• What the task requires
Scan the entries line by line and return those with "struct".

[Stored records]

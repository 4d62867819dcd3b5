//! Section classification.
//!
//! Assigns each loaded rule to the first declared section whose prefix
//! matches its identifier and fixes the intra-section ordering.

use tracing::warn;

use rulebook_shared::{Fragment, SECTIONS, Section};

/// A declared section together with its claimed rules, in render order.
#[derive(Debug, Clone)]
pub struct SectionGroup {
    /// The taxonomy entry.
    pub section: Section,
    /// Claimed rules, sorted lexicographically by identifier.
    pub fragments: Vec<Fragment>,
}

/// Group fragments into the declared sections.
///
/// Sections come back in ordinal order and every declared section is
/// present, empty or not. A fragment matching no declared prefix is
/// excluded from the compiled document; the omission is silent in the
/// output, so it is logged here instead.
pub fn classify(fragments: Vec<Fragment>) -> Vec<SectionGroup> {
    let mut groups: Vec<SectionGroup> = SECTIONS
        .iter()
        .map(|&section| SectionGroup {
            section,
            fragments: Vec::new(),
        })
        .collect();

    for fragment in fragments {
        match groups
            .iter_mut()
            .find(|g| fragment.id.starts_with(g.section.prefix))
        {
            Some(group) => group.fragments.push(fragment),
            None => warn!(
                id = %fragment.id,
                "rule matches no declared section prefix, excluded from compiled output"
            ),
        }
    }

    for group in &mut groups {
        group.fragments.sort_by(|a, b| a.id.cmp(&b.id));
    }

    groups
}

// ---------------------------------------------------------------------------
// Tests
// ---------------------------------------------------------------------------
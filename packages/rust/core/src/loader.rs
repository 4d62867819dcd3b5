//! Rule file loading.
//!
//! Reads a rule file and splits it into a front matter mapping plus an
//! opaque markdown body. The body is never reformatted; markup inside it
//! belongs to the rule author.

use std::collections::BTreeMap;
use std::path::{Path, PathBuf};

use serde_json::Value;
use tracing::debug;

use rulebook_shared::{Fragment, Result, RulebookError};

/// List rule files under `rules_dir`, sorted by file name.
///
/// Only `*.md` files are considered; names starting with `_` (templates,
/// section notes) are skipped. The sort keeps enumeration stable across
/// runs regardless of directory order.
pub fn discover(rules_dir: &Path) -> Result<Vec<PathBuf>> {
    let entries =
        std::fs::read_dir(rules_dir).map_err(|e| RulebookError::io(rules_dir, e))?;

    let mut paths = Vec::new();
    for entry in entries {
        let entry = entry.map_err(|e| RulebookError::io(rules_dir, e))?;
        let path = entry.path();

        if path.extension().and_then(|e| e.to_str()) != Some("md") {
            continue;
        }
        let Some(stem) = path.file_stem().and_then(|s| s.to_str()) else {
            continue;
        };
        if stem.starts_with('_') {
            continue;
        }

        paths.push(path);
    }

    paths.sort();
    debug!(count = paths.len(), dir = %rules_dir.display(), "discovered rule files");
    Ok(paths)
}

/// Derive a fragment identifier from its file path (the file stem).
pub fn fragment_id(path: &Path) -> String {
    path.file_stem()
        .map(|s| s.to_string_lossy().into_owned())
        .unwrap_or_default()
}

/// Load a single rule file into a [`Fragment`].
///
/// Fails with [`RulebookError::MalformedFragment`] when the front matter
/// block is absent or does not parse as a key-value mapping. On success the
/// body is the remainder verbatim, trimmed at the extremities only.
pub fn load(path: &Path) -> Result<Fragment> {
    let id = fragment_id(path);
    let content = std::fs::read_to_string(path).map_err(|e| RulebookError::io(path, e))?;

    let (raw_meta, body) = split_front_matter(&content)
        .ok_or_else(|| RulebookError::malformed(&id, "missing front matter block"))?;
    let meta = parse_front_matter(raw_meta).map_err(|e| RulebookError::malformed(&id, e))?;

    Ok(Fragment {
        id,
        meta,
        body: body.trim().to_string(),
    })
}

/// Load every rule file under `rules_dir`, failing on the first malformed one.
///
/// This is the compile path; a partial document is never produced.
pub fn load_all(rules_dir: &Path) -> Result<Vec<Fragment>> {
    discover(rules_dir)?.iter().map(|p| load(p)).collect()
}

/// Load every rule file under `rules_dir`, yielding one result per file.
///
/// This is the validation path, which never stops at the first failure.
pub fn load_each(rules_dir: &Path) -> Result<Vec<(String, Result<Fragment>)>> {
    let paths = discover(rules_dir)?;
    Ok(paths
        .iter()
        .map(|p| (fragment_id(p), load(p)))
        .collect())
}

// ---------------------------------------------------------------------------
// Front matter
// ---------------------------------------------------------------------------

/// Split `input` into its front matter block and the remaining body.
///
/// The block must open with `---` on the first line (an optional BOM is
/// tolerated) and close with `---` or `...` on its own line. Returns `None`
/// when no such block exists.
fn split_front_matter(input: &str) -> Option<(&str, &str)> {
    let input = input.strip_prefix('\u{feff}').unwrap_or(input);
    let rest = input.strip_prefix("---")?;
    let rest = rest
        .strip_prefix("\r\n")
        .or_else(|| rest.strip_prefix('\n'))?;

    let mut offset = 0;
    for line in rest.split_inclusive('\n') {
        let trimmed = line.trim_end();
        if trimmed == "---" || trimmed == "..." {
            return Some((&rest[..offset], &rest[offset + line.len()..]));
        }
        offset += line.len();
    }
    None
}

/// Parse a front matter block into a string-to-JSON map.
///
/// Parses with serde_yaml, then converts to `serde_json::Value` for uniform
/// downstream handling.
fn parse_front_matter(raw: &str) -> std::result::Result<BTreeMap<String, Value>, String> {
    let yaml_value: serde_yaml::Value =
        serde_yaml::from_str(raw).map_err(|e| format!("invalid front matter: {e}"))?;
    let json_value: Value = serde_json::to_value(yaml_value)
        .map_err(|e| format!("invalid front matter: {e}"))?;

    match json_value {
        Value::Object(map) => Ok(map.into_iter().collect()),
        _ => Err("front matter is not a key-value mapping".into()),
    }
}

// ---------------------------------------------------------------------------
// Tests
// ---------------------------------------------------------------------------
---
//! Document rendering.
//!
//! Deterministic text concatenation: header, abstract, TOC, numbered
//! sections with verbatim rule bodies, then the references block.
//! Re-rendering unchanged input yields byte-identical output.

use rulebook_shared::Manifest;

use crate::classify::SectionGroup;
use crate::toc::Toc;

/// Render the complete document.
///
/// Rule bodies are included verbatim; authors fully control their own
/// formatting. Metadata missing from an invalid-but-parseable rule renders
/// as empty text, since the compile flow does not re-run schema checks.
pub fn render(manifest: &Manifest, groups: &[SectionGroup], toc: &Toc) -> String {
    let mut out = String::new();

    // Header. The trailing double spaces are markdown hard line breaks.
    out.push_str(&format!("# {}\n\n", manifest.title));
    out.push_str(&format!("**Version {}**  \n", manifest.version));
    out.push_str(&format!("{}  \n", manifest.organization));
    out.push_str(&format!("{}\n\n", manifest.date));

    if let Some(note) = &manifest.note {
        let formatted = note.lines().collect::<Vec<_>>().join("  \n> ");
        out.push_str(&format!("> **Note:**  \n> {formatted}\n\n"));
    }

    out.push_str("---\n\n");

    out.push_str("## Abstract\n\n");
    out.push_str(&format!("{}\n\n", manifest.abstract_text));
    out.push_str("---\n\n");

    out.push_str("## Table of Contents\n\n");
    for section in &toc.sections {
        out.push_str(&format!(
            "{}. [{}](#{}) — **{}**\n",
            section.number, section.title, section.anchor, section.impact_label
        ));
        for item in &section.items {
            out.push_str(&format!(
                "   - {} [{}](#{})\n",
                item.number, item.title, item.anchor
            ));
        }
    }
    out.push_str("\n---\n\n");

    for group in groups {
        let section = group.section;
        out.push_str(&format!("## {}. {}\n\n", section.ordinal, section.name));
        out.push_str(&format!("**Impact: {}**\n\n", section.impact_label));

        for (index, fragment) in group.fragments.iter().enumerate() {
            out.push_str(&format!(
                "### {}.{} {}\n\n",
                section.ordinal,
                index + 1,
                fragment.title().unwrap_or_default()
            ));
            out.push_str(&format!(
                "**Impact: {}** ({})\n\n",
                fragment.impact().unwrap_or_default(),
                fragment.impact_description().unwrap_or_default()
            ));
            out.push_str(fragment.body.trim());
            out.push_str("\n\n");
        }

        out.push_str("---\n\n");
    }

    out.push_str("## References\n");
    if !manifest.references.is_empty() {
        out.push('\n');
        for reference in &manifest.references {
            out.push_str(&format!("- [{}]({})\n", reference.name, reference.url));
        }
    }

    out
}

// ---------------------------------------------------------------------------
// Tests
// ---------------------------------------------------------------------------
==
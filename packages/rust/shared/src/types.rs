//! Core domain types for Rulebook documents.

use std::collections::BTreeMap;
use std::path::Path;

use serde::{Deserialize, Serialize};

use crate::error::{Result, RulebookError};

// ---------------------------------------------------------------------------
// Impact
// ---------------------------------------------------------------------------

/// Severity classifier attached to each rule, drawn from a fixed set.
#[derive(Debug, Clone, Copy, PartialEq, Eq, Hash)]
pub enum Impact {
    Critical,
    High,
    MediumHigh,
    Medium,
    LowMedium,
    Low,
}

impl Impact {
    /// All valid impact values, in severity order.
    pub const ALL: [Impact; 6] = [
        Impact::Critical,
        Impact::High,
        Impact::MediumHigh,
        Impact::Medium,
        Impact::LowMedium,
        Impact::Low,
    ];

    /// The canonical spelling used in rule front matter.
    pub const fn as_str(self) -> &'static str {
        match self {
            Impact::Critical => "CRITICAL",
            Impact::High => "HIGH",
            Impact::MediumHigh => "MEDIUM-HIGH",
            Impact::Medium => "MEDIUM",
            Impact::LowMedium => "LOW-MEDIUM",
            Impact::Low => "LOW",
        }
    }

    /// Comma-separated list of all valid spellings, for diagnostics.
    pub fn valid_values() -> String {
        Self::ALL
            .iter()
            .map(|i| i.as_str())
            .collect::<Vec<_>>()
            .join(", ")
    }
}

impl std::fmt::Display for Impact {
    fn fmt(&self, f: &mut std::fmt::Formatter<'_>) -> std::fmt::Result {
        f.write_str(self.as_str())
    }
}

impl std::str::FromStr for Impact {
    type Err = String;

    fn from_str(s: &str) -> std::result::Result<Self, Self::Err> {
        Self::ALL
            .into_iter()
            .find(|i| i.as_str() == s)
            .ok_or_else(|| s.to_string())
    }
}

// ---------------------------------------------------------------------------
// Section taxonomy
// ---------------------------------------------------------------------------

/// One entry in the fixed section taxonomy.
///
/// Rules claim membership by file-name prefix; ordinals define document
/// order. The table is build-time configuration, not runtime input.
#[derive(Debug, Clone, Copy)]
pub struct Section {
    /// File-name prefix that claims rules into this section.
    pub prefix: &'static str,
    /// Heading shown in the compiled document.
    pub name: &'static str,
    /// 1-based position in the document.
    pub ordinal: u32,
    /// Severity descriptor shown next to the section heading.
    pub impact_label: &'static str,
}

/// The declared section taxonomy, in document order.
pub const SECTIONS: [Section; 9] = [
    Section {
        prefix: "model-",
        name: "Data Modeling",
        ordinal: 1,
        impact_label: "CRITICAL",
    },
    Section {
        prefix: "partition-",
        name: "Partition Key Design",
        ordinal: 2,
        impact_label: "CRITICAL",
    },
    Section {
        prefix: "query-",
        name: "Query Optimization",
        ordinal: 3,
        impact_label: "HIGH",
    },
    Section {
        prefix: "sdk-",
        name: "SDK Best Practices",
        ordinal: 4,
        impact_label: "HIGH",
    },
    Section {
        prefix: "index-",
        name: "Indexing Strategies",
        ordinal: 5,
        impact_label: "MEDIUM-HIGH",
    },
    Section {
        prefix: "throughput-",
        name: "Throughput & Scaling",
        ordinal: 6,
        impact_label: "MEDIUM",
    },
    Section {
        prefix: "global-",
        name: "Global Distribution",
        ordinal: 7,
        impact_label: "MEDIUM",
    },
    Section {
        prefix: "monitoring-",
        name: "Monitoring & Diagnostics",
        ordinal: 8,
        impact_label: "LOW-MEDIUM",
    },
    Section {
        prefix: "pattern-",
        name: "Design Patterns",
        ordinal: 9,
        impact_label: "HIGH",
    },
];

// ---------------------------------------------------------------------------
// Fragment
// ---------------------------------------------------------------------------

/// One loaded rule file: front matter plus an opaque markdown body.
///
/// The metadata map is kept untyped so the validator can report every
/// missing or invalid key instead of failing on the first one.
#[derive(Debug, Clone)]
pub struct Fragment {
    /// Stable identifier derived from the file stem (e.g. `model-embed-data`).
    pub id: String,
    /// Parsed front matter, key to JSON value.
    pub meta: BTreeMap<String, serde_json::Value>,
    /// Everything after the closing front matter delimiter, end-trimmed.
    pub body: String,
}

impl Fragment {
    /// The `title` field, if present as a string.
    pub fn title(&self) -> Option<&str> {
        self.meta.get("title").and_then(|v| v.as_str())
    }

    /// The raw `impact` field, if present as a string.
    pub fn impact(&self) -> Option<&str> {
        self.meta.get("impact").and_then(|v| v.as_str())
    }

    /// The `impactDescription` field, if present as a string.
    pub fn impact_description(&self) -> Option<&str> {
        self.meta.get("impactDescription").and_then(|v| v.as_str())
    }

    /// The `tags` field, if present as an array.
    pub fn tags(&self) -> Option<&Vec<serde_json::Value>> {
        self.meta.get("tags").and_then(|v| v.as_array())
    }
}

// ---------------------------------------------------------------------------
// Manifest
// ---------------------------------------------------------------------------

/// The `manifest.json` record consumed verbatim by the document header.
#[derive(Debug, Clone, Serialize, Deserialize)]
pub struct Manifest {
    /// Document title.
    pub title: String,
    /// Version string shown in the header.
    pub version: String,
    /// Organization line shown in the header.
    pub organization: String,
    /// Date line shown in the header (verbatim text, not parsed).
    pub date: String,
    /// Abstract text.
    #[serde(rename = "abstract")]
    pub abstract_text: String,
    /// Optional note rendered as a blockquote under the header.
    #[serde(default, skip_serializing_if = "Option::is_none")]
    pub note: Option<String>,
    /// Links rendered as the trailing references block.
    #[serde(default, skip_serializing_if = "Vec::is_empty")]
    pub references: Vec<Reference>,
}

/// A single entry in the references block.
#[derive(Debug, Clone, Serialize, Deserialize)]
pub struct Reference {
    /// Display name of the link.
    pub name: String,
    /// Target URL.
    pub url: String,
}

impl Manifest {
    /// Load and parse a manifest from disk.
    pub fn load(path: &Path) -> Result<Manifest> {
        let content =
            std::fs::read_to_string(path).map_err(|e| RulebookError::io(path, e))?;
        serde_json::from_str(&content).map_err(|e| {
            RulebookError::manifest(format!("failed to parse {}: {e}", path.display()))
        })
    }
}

• Exercise answer
pub struct SectionGroup {
pub struct Section {
pub struct Fragment {
pub struct Manifest {
pub struct Reference {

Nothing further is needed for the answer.